Start of Block

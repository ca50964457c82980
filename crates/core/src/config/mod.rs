//! Application configuration with layered loading.
//!
//! This module provides configuration management using figment for layered
//! configuration loading from multiple sources:
//!
//! 1. Unprefixed environment variables (`HTTP_TIMEOUT`, `HTTP_MAX_RETRIES`, ...)
//! 2. Environment variables (INVENTORY_*)
//! 3. TOML config file (if INVENTORY_CONFIG_FILE set)
//! 4. Built-in defaults

use std::path::PathBuf;
use std::time::Duration;

use figment::{
    Figment,
    providers::{Env, Format, Serialized, Toml},
};
use serde::{Deserialize, Serialize};

mod validation;

pub use validation::ConfigError;

/// Variables read without the `INVENTORY_` prefix.
const UNPREFIXED_KEYS: &[&str] = &["http_timeout", "http_max_retries", "http_verify_ssl", "log_level"];

/// Which repository backend to construct at startup.
#[derive(Debug, Clone, Copy, Default, PartialEq, Eq, Serialize, Deserialize)]
#[serde(rename_all = "lowercase")]
pub enum StoreBackend {
    /// SQLite file at `db_path`.
    #[default]
    Sqlite,
    /// Process-local map, lost on exit.
    Memory,
}

/// How a 5xx response is classified by the fetch client.
#[derive(Debug, Clone, Copy, Default, PartialEq, Eq, Serialize, Deserialize)]
#[serde(rename_all = "lowercase")]
pub enum ServerErrorPolicy {
    /// A 5xx response is a completed fetch and is stored like any other status.
    #[default]
    Record,
    /// A 5xx response is a transient failure and is retried.
    Retry,
}

/// Application configuration with layered loading.
///
/// Loading precedence (highest wins):
/// 1. `HTTP_TIMEOUT`, `HTTP_MAX_RETRIES`, `HTTP_VERIFY_SSL`, `LOG_LEVEL`
/// 2. Environment variables (INVENTORY_*)
/// 3. TOML config file (if INVENTORY_CONFIG_FILE set)
/// 4. Built-in defaults
#[derive(Debug, Clone, Serialize, Deserialize)]
pub struct AppConfig {
    /// Path to SQLite database.
    ///
    /// Set via INVENTORY_DB_PATH environment variable.
    #[serde(default = "default_db_path")]
    pub db_path: PathBuf,

    /// Repository backend.
    ///
    /// Set via INVENTORY_STORE_BACKEND (`sqlite` or `memory`).
    #[serde(default)]
    pub store_backend: StoreBackend,

    /// User-Agent string for outbound requests.
    #[serde(default = "default_user_agent")]
    pub user_agent: String,

    /// Per-attempt deadline in seconds.
    ///
    /// Set via HTTP_TIMEOUT or INVENTORY_HTTP_TIMEOUT.
    #[serde(default = "default_http_timeout")]
    pub http_timeout: f64,

    /// Retries after the first attempt before a URL is declared unreachable.
    ///
    /// Set via HTTP_MAX_RETRIES or INVENTORY_HTTP_MAX_RETRIES.
    #[serde(default = "default_http_max_retries")]
    pub http_max_retries: u32,

    /// Delay before the first retry, in milliseconds. Doubles on each retry.
    #[serde(default = "default_retry_base_delay_ms")]
    pub http_retry_base_delay_ms: u64,

    /// Upper bound on a single backoff delay, in milliseconds.
    #[serde(default = "default_retry_max_delay_ms")]
    pub http_retry_max_delay_ms: u64,

    /// Whether TLS certificates are verified. Disable behind intercepting proxies.
    #[serde(default = "default_true")]
    pub http_verify_ssl: bool,

    /// Maximum number of redirects to follow.
    #[serde(default = "default_max_redirects")]
    pub http_max_redirects: usize,

    /// Maximum bytes of page source kept per document.
    #[serde(default = "default_max_bytes")]
    pub max_bytes: usize,

    /// Classification of 5xx responses.
    #[serde(default)]
    pub server_error_policy: ServerErrorPolicy,

    /// Fallback tracing filter when RUST_LOG is unset.
    #[serde(default = "default_log_level")]
    pub log_level: String,
}

fn default_db_path() -> PathBuf {
    PathBuf::from("./metadata-inventory.sqlite")
}

fn default_user_agent() -> String {
    "MetadataInventoryBot/1.0".into()
}

fn default_http_timeout() -> f64 {
    10.0
}

fn default_http_max_retries() -> u32 {
    3
}

fn default_retry_base_delay_ms() -> u64 {
    500
}

fn default_retry_max_delay_ms() -> u64 {
    10_000
}

fn default_true() -> bool {
    true
}

fn default_max_redirects() -> usize {
    5
}

fn default_max_bytes() -> usize {
    5_242_880 // 5MB
}

fn default_log_level() -> String {
    "info".into()
}

impl Default for AppConfig {
    fn default() -> Self {
        Self {
            db_path: default_db_path(),
            store_backend: StoreBackend::default(),
            user_agent: default_user_agent(),
            http_timeout: default_http_timeout(),
            http_max_retries: default_http_max_retries(),
            http_retry_base_delay_ms: default_retry_base_delay_ms(),
            http_retry_max_delay_ms: default_retry_max_delay_ms(),
            http_verify_ssl: true,
            http_max_redirects: default_max_redirects(),
            max_bytes: default_max_bytes(),
            server_error_policy: ServerErrorPolicy::default(),
            log_level: default_log_level(),
        }
    }
}

impl AppConfig {
    /// Per-attempt timeout as Duration for use with reqwest/tokio.
    pub fn timeout(&self) -> Duration {
        Duration::from_secs_f64(self.http_timeout)
    }

    /// Delay before the first retry.
    pub fn retry_base_delay(&self) -> Duration {
        Duration::from_millis(self.http_retry_base_delay_ms)
    }

    /// Cap on any single retry delay.
    pub fn retry_max_delay(&self) -> Duration {
        Duration::from_millis(self.http_retry_max_delay_ms)
    }

    /// Load configuration from all sources with layered precedence.
    ///
    /// # Errors
    ///
    /// Returns `ConfigError` if:
    /// - Configuration file cannot be read
    /// - Environment variables cannot be parsed
    /// - Validation fails after loading
    pub fn load() -> Result<Self, ConfigError> {
        let mut figment = Figment::from(Serialized::defaults(Self::default()));

        if let Ok(config_path) = std::env::var("INVENTORY_CONFIG_FILE") {
            figment = figment.merge(Toml::file(&config_path));
        }

        figment = figment
            .merge(
                Env::prefixed("INVENTORY_")
                    .map(|key| key.as_str().to_lowercase().into())
                    .split("__"),
            )
            .merge(
                Env::raw()
                    .only(UNPREFIXED_KEYS)
                    .map(|key| key.as_str().to_lowercase().into()),
            );

        Self::from_figment(figment)
    }

    /// Extract and validate a configuration from an assembled figment.
    ///
    /// # Errors
    ///
    /// Returns `ConfigError::LoadFailed` when extraction fails and
    /// `ConfigError::Invalid` when validation rejects a value.
    pub fn from_figment(figment: Figment) -> Result<Self, ConfigError> {
        let config: Self = figment.extract().map_err(|e| ConfigError::LoadFailed(e.to_string()))?;

        config.validate()?;

        Ok(config)
    }
}

#[cfg(test)]
mod tests {
    use super::*;

    #[test]
    fn test_default_config() {
        let config = AppConfig::default();
        assert_eq!(config.db_path, PathBuf::from("./metadata-inventory.sqlite"));
        assert_eq!(config.store_backend, StoreBackend::Sqlite);
        assert_eq!(config.user_agent, "MetadataInventoryBot/1.0");
        assert_eq!(config.http_timeout, 10.0);
        assert_eq!(config.http_max_retries, 3);
        assert!(config.http_verify_ssl);
        assert_eq!(config.max_bytes, 5_242_880);
        assert_eq!(config.server_error_policy, ServerErrorPolicy::Record);
        assert_eq!(config.log_level, "info");
    }

    #[test]
    fn test_durations() {
        let config = AppConfig::default();
        assert_eq!(config.timeout(), Duration::from_secs(10));
        assert_eq!(config.retry_base_delay(), Duration::from_millis(500));
        assert_eq!(config.retry_max_delay(), Duration::from_secs(10));
    }

    #[test]
    fn test_from_figment_toml_overrides() {
        let figment = Figment::from(Serialized::defaults(AppConfig::default())).merge(Toml::string(
            r#"
            http_timeout = 2.5
            http_max_retries = 1
            store_backend = "memory"
            server_error_policy = "retry"
            "#,
        ));

        let config = AppConfig::from_figment(figment).unwrap();
        assert_eq!(config.timeout(), Duration::from_millis(2500));
        assert_eq!(config.http_max_retries, 1);
        assert_eq!(config.store_backend, StoreBackend::Memory);
        assert_eq!(config.server_error_policy, ServerErrorPolicy::Retry);
        assert_eq!(config.user_agent, "MetadataInventoryBot/1.0");
    }

    #[test]
    fn test_from_figment_rejects_invalid() {
        let figment = Figment::from(Serialized::defaults(AppConfig::default())).merge(Toml::string("http_timeout = 0.0"));
        let result = AppConfig::from_figment(figment);
        assert!(matches!(result, Err(ConfigError::Invalid { field, .. }) if field == "http_timeout"));
    }

    #[test]
    fn test_load_unprefixed_env_outranks_prefixed() {
        figment::Jail::expect_with(|jail| {
            jail.set_env("INVENTORY_HTTP_TIMEOUT", "5.0");
            jail.set_env("INVENTORY_HTTP_MAX_RETRIES", "1");
            jail.set_env("HTTP_TIMEOUT", "2.0");
            jail.set_env("HTTP_MAX_RETRIES", "7");
            jail.set_env("HTTP_VERIFY_SSL", "false");
            jail.set_env("LOG_LEVEL", "debug");

            let config = AppConfig::load().map_err(|e| e.to_string())?;
            assert_eq!(config.timeout(), Duration::from_secs(2));
            assert_eq!(config.http_max_retries, 7);
            assert!(!config.http_verify_ssl);
            assert_eq!(config.log_level, "debug");
            Ok(())
        });
    }

    #[test]
    fn test_load_layers_file_then_prefixed_env() {
        figment::Jail::expect_with(|jail| {
            jail.create_file(
                "inventory.toml",
                r#"
                user_agent = "FileBot/2.0"
                http_max_redirects = 2
                store_backend = "memory"
                "#,
            )?;
            jail.set_env("INVENTORY_CONFIG_FILE", "inventory.toml");
            jail.set_env("INVENTORY_HTTP_MAX_REDIRECTS", "9");

            let config = AppConfig::load().map_err(|e| e.to_string())?;
            assert_eq!(config.user_agent, "FileBot/2.0");
            assert_eq!(config.store_backend, StoreBackend::Memory);
            assert_eq!(config.http_max_redirects, 9);
            assert_eq!(config.http_max_retries, 3);
            Ok(())
        });
    }

    #[test]
    fn test_from_figment_bad_type() {
        let figment =
            Figment::from(Serialized::defaults(AppConfig::default())).merge(Toml::string("http_max_retries = \"many\""));
        let result = AppConfig::from_figment(figment);
        assert!(matches!(result, Err(ConfigError::LoadFailed(_))));
    }
}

End of Block

▸ What you have to do: Pull out every line above that holds the word "precedence".

▸ Result for this task:
/// Loading precedence (highest wins):
    /// Load configuration from all sources with layered precedence.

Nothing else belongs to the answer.